If you wanted to go out an buy the game today you'd have a number of different options. You could walk into your local high street game store or supermarket and hand over your cash. The advantage here is you'd be able to play the game as soon as you got home, although you may be a hostage to price if there are few competitive stores in your locality. You could hunt the game down online using a service like Gamestracker to find the best UK price and have it delivered to your door. The advantage here is price (£35.86 delivered via ShopTo), but the disadvantage is the delay in getting the game in your machine. The other option involves you downloading the game direct from the Sony PSN store direct to your machine. The game is currently retailing at £47.99 on the network and I'd guess it would take a while to download for many folk.
For the record it's worth noting that the RRP for the game is £49.99, so the PSN store comes in at £2 cheaper.
The price difference between the direct download and the ShopTo next day delivery is pretty marked at £12.13 in price. Somehow, I can't see this direct download being a bargain purchase, especially when you could purchase much of the game's DLC with that difference as you can see from the image below:
I haven't been able to confirm this yet, but the Cerberus Pack DLC shown above comes in at £11.99. What I'm finding a little confusing is whether this DLC is unique content or if it's the material included on the Blu-ray itself, especially as it seems to include material that reviews have hinted at as being included for free (eg the Mass Effect comic, the Zaeed character, etc). If this is the case, the digital download strategy is one which seeks to make the most money off the PSN purchaser.

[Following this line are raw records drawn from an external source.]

//! The `autolabel models` command: where detector models live and which are
//! installed.
//!
//! A detector directory holds `model.onnx` (Grounding DINO exported with
//! `img`, `input_ids`, `attention_mask`, `position_ids`, `token_type_ids` and
//! `text_token_mask` inputs) and its BERT `tokenizer.json`.

use std::path::Path;

use clap::{Args, Subcommand};

use autolabel_core::config::DetectionConfig;
use autolabel_core::tagging::lexicon::LEXICON_FILENAME;
use autolabel_core::{Config, GroundingDino};

/// Arguments for the `models` command.
#[derive(Args, Debug)]
pub struct ModelsArgs {
    #[command(subcommand)]
    pub command: ModelsCommand,
}

#[derive(Subcommand, Debug)]
pub enum ModelsCommand {
    /// List detector models found in the model directory
    List,

    /// Show where the configured detector is expected
    Path,
}

/// One detector directory on disk.
#[derive(Debug, PartialEq, Eq)]
pub struct InstalledModel {
    pub name: String,
    pub has_model: bool,
    pub has_tokenizer: bool,
}

impl InstalledModel {
    pub fn is_complete(&self) -> bool {
        self.has_model && self.has_tokenizer
    }
}

/// Scan `model_dir` for detector directories, sorted by name.
pub fn scan_models(model_dir: &Path) -> anyhow::Result<Vec<InstalledModel>> {
    if !model_dir.is_dir() {
        return Ok(Vec::new());
    }

    let mut models = Vec::new();
    for entry in std::fs::read_dir(model_dir)? {
        let entry = entry?;
        if !entry.file_type()?.is_dir() {
            continue;
        }
        let name = entry.file_name().to_string_lossy().into_owned();
        let lookup = DetectionConfig {
            model: name.clone(),
            ..DetectionConfig::default()
        };
        models.push(InstalledModel {
            has_model: GroundingDino::model_path(&lookup, model_dir).exists(),
            has_tokenizer: GroundingDino::tokenizer_path(&lookup, model_dir).exists(),
            name,
        });
    }
    models.sort_by(|a, b| a.name.cmp(&b.name));
    Ok(models)
}

/// Execute the models command.
pub fn execute(args: ModelsArgs) -> anyhow::Result<()> {
    let config = Config::load()?;
    let model_dir = config.model_dir();

    match args.command {
        ModelsCommand::Path => {
            println!("{}", model_dir.join(&config.detection.model).display());
        }
        ModelsCommand::List => {
            let models = scan_models(&model_dir)?;
            if models.is_empty() {
                println!("No detector models in {}", model_dir.display());
            }
            for model in &models {
                let marker = if model.name == config.detection.model {
                    "*"
                } else {
                    " "
                };
                let status = match (model.has_model, model.has_tokenizer) {
                    (true, true) => "ready",
                    (true, false) => "missing tokenizer.json",
                    (false, true) => "missing model.onnx",
                    (false, false) => "empty",
                };
                println!("{marker} {:<32} {status}", model.name);
            }

            if let Some(dir) = config.lexicon_dir() {
                let lexicon = dir.join(LEXICON_FILENAME);
                let state = if lexicon.exists() { "found" } else { "missing" };
                println!("  noun lexicon: {} ({state})", lexicon.display());
            }
        }
    }
    Ok(())
}

#[cfg(test)]
mod tests {
    use super::*;

    #[test]
    fn scan_reports_completeness() {
        let dir = tempfile::tempdir().unwrap();
        let ready = dir.path().join("groundingdino-swint-ogc");
        let partial = dir.path().join("alpha");
        std::fs::create_dir_all(&ready).unwrap();
        std::fs::create_dir_all(&partial).unwrap();
        std::fs::write(ready.join("model.onnx"), b"").unwrap();
        std::fs::write(ready.join("tokenizer.json"), b"{}").unwrap();
        std::fs::write(partial.join("model.onnx"), b"").unwrap();
        std::fs::write(dir.path().join("stray.txt"), b"").unwrap();

        let models = scan_models(dir.path()).unwrap();
        assert_eq!(models.len(), 2);
        assert_eq!(models[0].name, "alpha");
        assert!(!models[0].is_complete());
        assert!(models[1].is_complete());
    }

    #[test]
    fn scan_missing_dir_is_empty() {
        let models = scan_models(Path::new("/no/such/model/dir")).unwrap();
        assert!(models.is_empty());
    }
}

On this evidence I can't see myself ever opting to pay for the digital download format over the Blu-ray original - there's just too much doubt and not enough clarity from the PSN store regarding what you are getting for the increased price. This has not gone unnoticed by the gaming press. What could possibly justify the inflated price? There's no dick, box, or manual costs. There are no transport costs bumping up the price to the consumer. OK, there may be bandwidth and storage costs incurred but it's not as if the PSN is hosting 50 copies of the game package. Perhaps there is a licensing deal in place which prevents the PSN version from undercutting the RRP by a certain amount. If that is the case, how is that money divided up? We can see from the image below how that cost is divided up in the physical world.
For consumers, there is also no chance of selling on the digital copy if you tire of the game, and there's definitely no benefit to those interested in video game nostalgia - I can't see anyone pulling the game out after a decade and musing on the wonders of digital files. That file certainly won't make it to eBay...
If Sony and others like them are serious about digital distribution then they really need to sweeten the deal, otherwise people will continue to flock to those environmentally unfriendly shiny disk formats.